Not really, but you can buy a hard drive and leave it plugged and redirect downloads and stuff there. That's what I did (I also have a 250gb Mac mini and the whole Adobe suite)
 
Not an apples to apples comparison. We too have a 2015 MBP and also a 2010 MBA, both of which are still working fine with low free space. But the new ones swap much more aggressively. I now use a 256GB M2 and I don't live in constant fear that the SSD will die in a few years, but I do make sure I leave more than enough free space.
Fair, as said I just don't worry about it. My M1 will likely be obsolete before the SSD fails. When both 13"s were on Big Sur I looked at the swap file usage, while I agree the Apple Silicon Mac's do swap more the difference wasn't night & day.

A new HW platform is bound to have teething problems and swap file usage was definitely one of them with Apple Silicon in the early days. Then the "worry wardens" jumped on it and blew it out of all proportions.

TBH it's two separate schools of thought at play...

1 It's far better to have adequate drive space inclusive of free space with SSD's.

2 Modern Mac's are basically unrepairable. So I tend to go with spec I need for the task, not the spec I just like or want.

Think is also more complex with portables as IMO battery life & portability are significant factors beyond sheer performance as once the battery is dry the notebook is just deadweight. I really like the 14"MBP, however it cant touch my 13" MBP's battery life. The new M2 16" is very impressive with it's runtime off the mains, yet is too big and wont fit into majority of hotel room safe's.

When I travel it's generally with 13" MBP and 17" PC, however I can secure and alarm the PC and significantly less attractive.
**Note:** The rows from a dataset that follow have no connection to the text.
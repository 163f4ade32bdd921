use serde::{Deserialize, Deserializer, Serialize};
use serde_json::Value;

/// One row of an OMDb search page.
#[derive(Debug, Clone, PartialEq, Serialize, Deserialize)]
pub struct SearchResultItem {
    pub id: String,
    pub title: String,
    pub year: String,
    pub poster_url: Option<String>,
}

/// Full record for the movie currently shown in the detail pane.
#[derive(Debug, Clone, PartialEq, Serialize, Deserialize)]
pub struct MovieDetail {
    pub id: String,
    pub title: String,
    pub year: String,
    pub poster_url: Option<String>,
    /// Raw OMDb runtime text such as `"148 min"`.
    pub runtime: String,
    pub runtime_minutes: Option<f32>,
    pub external_rating: Option<f32>,
    pub plot: Option<String>,
    pub release_date: Option<String>,
    pub actors: Option<String>,
    pub director: Option<String>,
    pub genre: Option<String>,
}

/// A rated movie kept in the watch list.
///
/// Field names on disk match the format earlier releases wrote, so existing
/// watch lists keep loading. Those releases wrote `null` for an unknown
/// rating or runtime; such numbers read back as `0`.
#[derive(Debug, Clone, PartialEq, Serialize, Deserialize)]
pub struct WatchedMovie {
    #[serde(rename = "imdbID")]
    pub id: String,
    pub title: String,
    pub year: String,
    #[serde(rename = "poster", default)]
    pub poster_url: Option<String>,
    #[serde(rename = "imdbRating", default, deserialize_with = "number_or_zero")]
    pub external_rating: f32,
    #[serde(rename = "runtime", default, deserialize_with = "number_or_zero")]
    pub runtime_minutes: f32,
    #[serde(rename = "userRating")]
    pub user_rating: u8,
    #[serde(rename = "countRatingDecision", default)]
    pub rating_revisions: u32,
}

impl WatchedMovie {
    /// Snapshot of `detail` stored under `id`, the id the user selected.
    pub fn from_detail(
        id: &str,
        detail: &MovieDetail,
        user_rating: u8,
        rating_revisions: u32,
    ) -> Self {
        Self {
            id: id.to_string(),
            title: detail.title.clone(),
            year: detail.year.clone(),
            poster_url: detail.poster_url.clone(),
            external_rating: detail.external_rating.unwrap_or(0.0),
            runtime_minutes: detail.runtime_minutes.unwrap_or(0.0),
            user_rating,
            rating_revisions,
        }
    }
}

/// Accepts a number, a numeric string, `null` or anything else (as 0).
fn number_or_zero<'de, D>(deserializer: D) -> Result<f32, D::Error>
where
    D: Deserializer<'de>,
{
    let value = Value::deserialize(deserializer)?;
    Ok(match value {
        Value::Number(n) => n.as_f64().map(|n| n as f32).unwrap_or(0.0),
        Value::String(s) => s.trim().parse::<f32>().unwrap_or(0.0),
        _ => 0.0,
    })
}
If well off the beaten track it's 12" & 13" Mac's as back to portability and I need a level of redundancy.

Q-6
 
It's a workable amount, unlike the 128GB they offered before 2020. If you're willing to keep on top of offloading more storage intense stuff like photos and videos to an external drive, you'll be fine with 256 for those apps.
That's what I do as I'm a cross platform user; Video is on spinners, music is on an external SSD with all backed up. The really important data is automatically backed up across multiple systems/platforms via point to point encrypted cloud server.

What sits on the 256 drives is factor of function, so I can keep the systems lean. Barring when they are retired, then I don't care. They then tend to get filled up with the usual junk or utilised as a media server.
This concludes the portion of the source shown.